He turned to Bill and said, “Do you know how to braise?”

“Sure do,” Bill fibbed.

“Then you’re hired. Bring your application in the morning.”

Bill left the office and went straight to the library to look up “braise.” He had no idea what the term meant. It turned out braising meant joining copper to copper, like a plumber does when he solders pipes together. There was a metaphor in there somewhere about two like substances (a man and a cat) who came together to form a solid and unbreakable whole. But there was also a career. The factory made jet engine blades; the braising job was an introduction to the airline industry. Bill worked in the industry on and off for twenty-two years, until retiring from Boeing in 2001. For much of that time, he worked as much as he could physically take, sweating out his frustrations and keeping himself busy on the line.

But even on the longest days on the job, and even when those days stretched into months, Spooky and Zippo stuck with him. He might be gone for sixteen hours, or even whole days, but when Bill Bezanson walked through the door dead tired or drunk, Spooky was always there to meet him. Before he sat down to unwind with some television, Bill made sure to put everything he could possibly need within arm’s reach: beer, chips, remote control, books, paper towels. He knew Spooky would be on his lap before he hit the sofa, and he didn’t want to have to get up and disturb him. When he went to bed, Spooky crawled up next to his face, as he always had, and demanded to be cradled. Bill fell asleep to his purring, breathing in his fur. Zippo snuggled against Bill’s back.

By the time he came out of the fog of work and drink, Bill was ready for a change. He was tired of the cycle: the drinking, the succession of cheap apartments, the mind-numbing jobs with only Spooky and Zippo to keep him company. In California, just before his marriage, a friend had contracted AIDS. It was the early 1980s; everyone was terrified. No one would go near her. Only Bill would touch her. So he took care of her: cooked her meals, bathed her, cleaned up her messes. He did everything but give her shots. He was there as she withered, and he was there when she died. It was the closest thing to useful he had felt since 1968.

Ten years later, he cut back on his drinking and looked for a second job, in health care. After his ten-hour shift on the aircraft assembly line, he worked a ten-hour shift as a night guard at a drug rehabilitation center, but you can only survive on three hours’ sleep for so long.
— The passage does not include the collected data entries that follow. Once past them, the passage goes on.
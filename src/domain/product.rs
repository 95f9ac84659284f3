use std::fmt;
use std::str::FromStr;

use chrono::NaiveDateTime;
use serde::{Deserialize, Serialize};
use thiserror::Error;

use crate::domain::category::Category;
use crate::pagination::Window;

/// Fixed set of product kinds a catalog entry can belong to.
#[derive(Debug, Serialize, Deserialize, Clone, Copy, PartialEq, Eq, Hash, Default)]
#[serde(rename_all = "snake_case")]
pub enum ProductCategory {
    #[default]
    Pc,
    Laptop,
    Monitor,
}

/// Returned when a stored or submitted slug names no known product category.
#[derive(Debug, Error, PartialEq, Eq)]
#[error("unknown product category `{0}`")]
pub struct UnknownProductCategory(pub String);

impl ProductCategory {
    /// Every category in the order it is offered to users.
    pub const ALL: [ProductCategory; 3] = [Self::Pc, Self::Laptop, Self::Monitor];

    /// Slug persisted in the database and submitted by forms.
    pub fn as_str(&self) -> &'static str {
        match self {
            Self::Pc => "pc",
            Self::Laptop => "laptop",
            Self::Monitor => "monitor",
        }
    }

    /// Human-readable label.
    pub fn label(&self) -> &'static str {
        match self {
            Self::Pc => "PC",
            Self::Laptop => "Laptop",
            Self::Monitor => "Monitor",
        }
    }
}

impl fmt::Display for ProductCategory {
    fn fmt(&self, f: &mut fmt::Formatter<'_>) -> fmt::Result {
        f.write_str(self.label())
    }
}

impl FromStr for ProductCategory {
    type Err = UnknownProductCategory;

    fn from_str(value: &str) -> Result<Self, Self::Err> {
        Self::ALL
            .into_iter()
            .find(|category| category.as_str() == value)
            .ok_or_else(|| UnknownProductCategory(value.to_string()))
    }
}

/// Domain representation of a catalog product.
#[derive(Debug, Serialize, Deserialize, Clone, PartialEq)]
pub struct Product {
    /// Unique identifier of the product.
    pub id: i32,
    /// Title shown in listings.
    pub name: String,
    /// Kind of product.
    pub category: ProductCategory,
    /// Free-form description; may be empty.
    pub description: String,
    /// Optional reference to an image shown on the detail page.
    pub image: Option<String>,
    /// Category tags attached to the product, in the order they were attached.
    pub categories: Vec<Category>,
    /// Timestamp for when the product record was created.
    pub created_at: NaiveDateTime,
    /// Timestamp for the last update to the product record.
    pub updated_at: NaiveDateTime,
}

impl Product {
    /// Names of the attached category tags.
    pub fn category_names(&self) -> Vec<&str> {
        self.categories
            .iter()
            .map(|category| category.name.as_str())
            .collect()
    }
}

/// Payload required to insert a new product together with its category tags.
#[derive(Debug, Clone, PartialEq)]
pub struct NewProduct {
    pub name: String,
    pub category: ProductCategory,
    pub description: String,
    pub image: Option<String>,
    /// Category names to get-or-create and associate once the product exists.
    pub categories: Vec<String>,
    /// Timestamp captured when the product payload was created.
    pub updated_at: NaiveDateTime,
}

impl NewProduct {
    /// Build a new product payload with the supplied details and current timestamp.
    pub fn new(name: impl Into<String>, category: ProductCategory) -> Self {
        Self {
            name: name.into(),
            category,
            description: String::new(),
            image: None,
            categories: Vec::new(),
            updated_at: chrono::Utc::now().naive_utc(),
        }
    }

    /// Attach a descriptive text to the product payload.
    pub fn with_description(mut self, description: impl Into<String>) -> Self {
        self.description = description.into();
        self
    }

    /// Attach an image reference to the product payload.
    pub fn with_image(mut self, image: impl Into<String>) -> Self {
        self.image = Some(image.into());
        self
    }

    /// Category names the product should be associated with.
    pub fn with_categories<I, S>(mut self, categories: I) -> Self
    where
        I: IntoIterator<Item = S>,
        S: Into<String>,
    {
        self.categories = categories.into_iter().map(Into::into).collect();
        self
    }
}

/// Full replacement of a product's editable state.
///
/// `categories` replaces the association set: existing links are cleared
/// and the listed names are attached again.
#[derive(Debug, Clone, PartialEq)]
pub struct UpdateProduct {
    pub name: String,
    pub category: ProductCategory,
    pub description: String,
    pub image: Option<String>,
    pub categories: Vec<String>,
    /// Timestamp captured when the patch was created.
    pub updated_at: NaiveDateTime,
}

impl UpdateProduct {
    /// Build an update payload with the current timestamp.
    pub fn new(
        name: impl Into<String>,
        category: ProductCategory,
        description: impl Into<String>,
        image: Option<String>,
        categories: Vec<String>,
    ) -> Self {
        Self {
            name: name.into(),
            category,
            description: description.into(),
            image,
            categories,
            updated_at: chrono::Utc::now().naive_utc(),
        }
    }
}

/// Query definition used to list products, newest first.
#[derive(Debug, Clone, Default, PartialEq, Eq)]
pub struct ProductListQuery {
    /// Optional slice of the ordered result set.
    pub window: Option<Window>,
}

impl ProductListQuery {
    /// Construct a query that targets every product.
    pub fn new() -> Self {
        Self::default()
    }

    /// Restrict the results to a single page.
    pub fn window(mut self, window: Window) -> Self {
        self.window = Some(window);
        self
    }
}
When a friend contracted brain cancer, he applied for work at a traumatic brain injury center, where he helped people who had suffered serious accidents. He became a hypnotherapist. He helped crime, accident, and rape victims through their struggles with post-traumatic stress disorder without ever realizing he had PTSD himself. It was physically, emotionally, and mentally exhausting work.

Why did he do it?

“I felt I was paying back.”

How so?

Silence. “Because of some of the situations I got out of without being killed or maimed.” Another pause. “Because somebody helped me then.”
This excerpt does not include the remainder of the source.